In sessions throughout the day examples of the innovative programs that Syphers referred to were presented by some of the Symposium’s 67 speakers. Both Kathy Wells of Lancaster Choice Energy and Richard Schorske, a consultant with ZNE Alliance, spoke about an ambitious and exciting project Lancaster is working on under a California Energy Commission grant with a host of technical partners called Advance Energy Community (ACE). They plan to build two zero net energy residential developments with renewable microgrids, create a network of three school-based microgrids as Community Resiliency Centers, establish a Lancaster Virtual Power Plant, and develop large-scale customer-sited energy storage. Rafael Reyes of Peninsula Clean Energy spoke about their collaboration with Silicon Valley Clean Energy to assist over 30 municipal governments in their service territories in developing reach codes that would go beyond current state codes for energy efficiency and reducing the need for natural gas in new homes. Matthew Marshall ,the CEO of Redwood Coast Energy Authority described a microgrid project that they are developing in partnership with Schatz Energy Research Center at Humboldt State University and PG&E on a 7-acre site with a 2.25 MW solar array and battery energy storage system that will keep their airport and local Coast Guard station up and running in times of emergency.

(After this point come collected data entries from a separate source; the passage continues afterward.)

// Copyright (C) 2025 SyncMyOrders Sp. z o.o.
// SPDX-License-Identifier: AGPL-3.0-or-later
//! In-memory domain store.
//!
//! Backs tests and embedded deployments. Enforces the same commit-time
//! invariants as the Postgres backend: unique onyen/email/PID, at most one
//! course, one extra-time grant per (student, assignment), window ordering,
//! and referential integrity for submissions.

use std::collections::{HashMap, HashSet};

use async_trait::async_trait;
use chrono::{DateTime, Utc};
use tokio::sync::RwLock;

use crate::error::{CoreError, Precondition, Result};

use super::{
    Assignment, AssignmentUpdate, AutoPassword, Course, ExtraTime, GradeReport, NewAssignment,
    NewGradeReport, NewUser, Store, Submission, User, UserDetail, UserKind, UserUpdate,
};

#[derive(Default)]
struct State {
    course: Option<Course>,
    users: HashMap<i64, User>,
    next_user_id: i64,
    onyen_pid: HashMap<String, String>,
    assignments: HashMap<i64, Assignment>,
    extra_time: HashMap<(i64, i64), ExtraTime>,
    next_extra_time_id: i64,
    submissions: HashMap<i64, Submission>,
    next_submission_id: i64,
    grade_reports: HashMap<i64, GradeReport>,
    next_grade_report_id: i64,
    auto_passwords: HashMap<String, AutoPassword>,
    held_locks: HashSet<String>,
}

/// In-memory store implementation.
#[derive(Default)]
pub struct MemoryStore {
    state: RwLock<State>,
}

impl MemoryStore {
    /// Create an empty store.
    pub fn new() -> Self {
        Self::default()
    }
}

fn check_window(
    available_at: Option<DateTime<Utc>>,
    due_at: Option<DateTime<Utc>>,
) -> Result<()> {
    if let (Some(available), Some(due)) = (available_at, due_at) {
        if available >= due {
            return Err(CoreError::PreconditionFailed(Precondition::DueBeforeOpen));
        }
    }
    Ok(())
}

Plenary speaker Lorenzo Kristov, who is a consultant working on the transition to an energy system with high levels local distributed energy resources and was a principal at California Independent System Operator for 16 years, tackled the issues of utility reform and community resilience head-on in his afternoon presentation. Kristov, talked about the need to achieve two major goals in the face of climate disruption. First, stop making things worse by ending the use of fossil fuels by adopting sustainable energy practices, and decarbonizing the electricity system and the economy. Second, prepare for impacts of damage done from the greenhouse gases we have already loaded into the atmosphere. He said that we do this by making communities more resilient.

He argued that both of these require engaging local communities. We decarbonize society through local planning and initiatives, by aligning local land use and other planning with energy system planning and state climate goals. We enhance resilience through local electricity systems like solar plus storage and microgrids that can continue service at critical community facilities when the grid is down in times of disruption.  To be effective, this approach needs to be coupled with the reform of the investor-owned utility business model. They need to be incentivized through performance-based regulations to focus them on distribution system operation and working as partners with local governments.  This model would be an “Open Access Distribution System” that encourages distributed energy resource non-wires generation or demand-side management. He called this whole package “Advanced Community Energy” (ACE) and quoted Buckminster Fuller, “In order to change an existing paradigm you do not struggle to try and change the problematic model. You create a new model and make the old one obsolete.”

I ended the day by inviting the CCAs to join us and our partners in implementing Kristov’s vision of Advanced Community Energy.

In the coming year, the Center will be working to build a coalition of local governments, nonprofits and Community Choice agencies to push Advanced Community Energy legislation in Sacramento. Advanced Community Energy supports an energy system that fosters innovation and that will provide customers safe, reliable, resilient, and carbon-free power.